** Opening PROVIDED DATA block **

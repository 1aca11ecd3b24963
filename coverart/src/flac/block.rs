use crate::error::Result;
use crate::macros::{encode_err, try_vec};

use std::io::{Read, Seek, SeekFrom, Write};
use std::ops::Range;

use byteorder::{BigEndian, ReadBytesExt, WriteBytesExt};

const LAST_BLOCK_FLAG: u8 = 0x80;
const MAX_BLOCK_SIZE: usize = 0x00FF_FFFF;

/// The metadata block types coverart cares about
#[derive(Copy, Clone, Debug, PartialEq, Eq)]
pub(crate) enum BlockType {
	StreamInfo,
	Padding,
	VorbisComment,
	Picture,
	/// Application, seek table, cue sheet, and anything reserved
	Other(u8),
}

impl BlockType {
	fn from_u8(ty: u8) -> Self {
		match ty {
			0 => Self::StreamInfo,
			1 => Self::Padding,
			4 => Self::VorbisComment,
			6 => Self::Picture,
			other => Self::Other(other),
		}
	}

	fn as_u8(self) -> u8 {
		match self {
			Self::StreamInfo => 0,
			Self::Padding => 1,
			Self::VorbisComment => 4,
			Self::Picture => 6,
			Self::Other(ty) => ty,
		}
	}

	/// Blocks that are regenerated on every write
	pub(crate) fn is_rewritten(self) -> bool {
		matches!(self, Self::Padding | Self::VorbisComment | Self::Picture)
	}
}

pub(crate) struct Block {
	pub(crate) ty: BlockType,
	pub(crate) is_last: bool,
	pub(crate) content: Vec<u8>,
	/// Where the block was read from, header included
	pub(crate) range: Range<u64>,
}

impl Block {
	pub(crate) fn new(ty: BlockType, content: Vec<u8>) -> Self {
		Self {
			ty,
			is_last: false,
			content,
			range: 0..0,
		}
	}

	/// Read the next block
	///
	/// The content is skipped over, and left empty, for types rejected by `keep_content`.
	pub(crate) fn read<R, P>(data: &mut R, keep_content: P) -> Result<Self>
	where
		R: Read + Seek,
		P: FnOnce(BlockType) -> bool,
	{
		let start = data.stream_position()?;

		let header = data.read_u8()?;
		let ty = BlockType::from_u8(header & !LAST_BLOCK_FLAG);
		let size = data.read_u24::<BigEndian>()?;
		log::trace!("FLAC: Found a {ty:?} block, size: {size}");

		let content = if keep_content(ty) {
			let mut content = try_vec![0; size as usize];
			data.read_exact(&mut content)?;
			content
		} else {
			data.seek(SeekFrom::Current(i64::from(size)))?;
			Vec::new()
		};

		Ok(Self {
			ty,
			is_last: header & LAST_BLOCK_FLAG != 0,
			content,
			range: start..data.stream_position()?,
		})
	}

	pub(crate) fn write_to<W>(&self, writer: &mut W) -> Result<()>
	where
		W: Write,
	{
		if self.content.len() > MAX_BLOCK_SIZE {
			return Err(encode_err!(Flac, "Metadata block is too large"));
		}

		let mut header = self.ty.as_u8();
		if self.is_last {
			header |= LAST_BLOCK_FLAG;
		}

		writer.write_u8(header)?;
		writer.write_u24::<BigEndian>(self.content.len() as u32)?;
		writer.write_all(&self.content)?;

		Ok(())
	}
}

** Closing PROVIDED DATA block **

Reproduce the entire listing so that it matches the original in every line.

EXERCISE SOLUTION —
repository 1aca11ecd3b24963
filename coverart/src/flac/block.rs
use crate::error::Result;
use crate::macros::{encode_err, try_vec};

use std::io::{Read, Seek, SeekFrom, Write};
use std::ops::Range;

use byteorder::{BigEndian, ReadBytesExt, WriteBytesExt};

const LAST_BLOCK_FLAG: u8 = 0x80;
const MAX_BLOCK_SIZE: usize = 0x00FF_FFFF;

/// The metadata block types coverart cares about
#[derive(Copy, Clone, Debug, PartialEq, Eq)]
pub(crate) enum BlockType {
	StreamInfo,
	Padding,
	VorbisComment,
	Picture,
	/// Application, seek table, cue sheet, and anything reserved
	Other(u8),
}

impl BlockType {
	fn from_u8(ty: u8) -> Self {
		match ty {
			0 => Self::StreamInfo,
			1 => Self::Padding,
			4 => Self::VorbisComment,
			6 => Self::Picture,
			other => Self::Other(other),
		}
	}

	fn as_u8(self) -> u8 {
		match self {
			Self::StreamInfo => 0,
			Self::Padding => 1,
			Self::VorbisComment => 4,
			Self::Picture => 6,
			Self::Other(ty) => ty,
		}
	}

	/// Blocks that are regenerated on every write
	pub(crate) fn is_rewritten(self) -> bool {
		matches!(self, Self::Padding | Self::VorbisComment | Self::Picture)
	}
}

pub(crate) struct Block {
	pub(crate) ty: BlockType,
	pub(crate) is_last: bool,
	pub(crate) content: Vec<u8>,
	/// Where the block was read from, header included
	pub(crate) range: Range<u64>,
}

impl Block {
	pub(crate) fn new(ty: BlockType, content: Vec<u8>) -> Self {
		Self {
			ty,
			is_last: false,
			content,
			range: 0..0,
		}
	}

	/// Read the next block
	///
	/// The content is skipped over, and left empty, for types rejected by `keep_content`.
	pub(crate) fn read<R, P>(data: &mut R, keep_content: P) -> Result<Self>
	where
		R: Read + Seek,
		P: FnOnce(BlockType) -> bool,
	{
		let start = data.stream_position()?;

		let header = data.read_u8()?;
		let ty = BlockType::from_u8(header & !LAST_BLOCK_FLAG);
		let size = data.read_u24::<BigEndian>()?;
		log::trace!("FLAC: Found a {ty:?} block, size: {size}");

		let content = if keep_content(ty) {
			let mut content = try_vec![0; size as usize];
			data.read_exact(&mut content)?;
			content
		} else {
			data.seek(SeekFrom::Current(i64::from(size)))?;
			Vec::new()
		};

		Ok(Self {
			ty,
			is_last: header & LAST_BLOCK_FLAG != 0,
			content,
			range: start..data.stream_position()?,
		})
	}

	pub(crate) fn write_to<W>(&self, writer: &mut W) -> Result<()>
	where
		W: Write,
	{
		if self.content.len() > MAX_BLOCK_SIZE {
			return Err(encode_err!(Flac, "Metadata block is too large"));
		}

		let mut header = self.ty.as_u8();
		if self.is_last {
			header |= LAST_BLOCK_FLAG;
		}

		writer.write_u8(header)?;
		writer.write_u24::<BigEndian>(self.content.len() as u32)?;
		writer.write_all(&self.content)?;

		Ok(())
	}
}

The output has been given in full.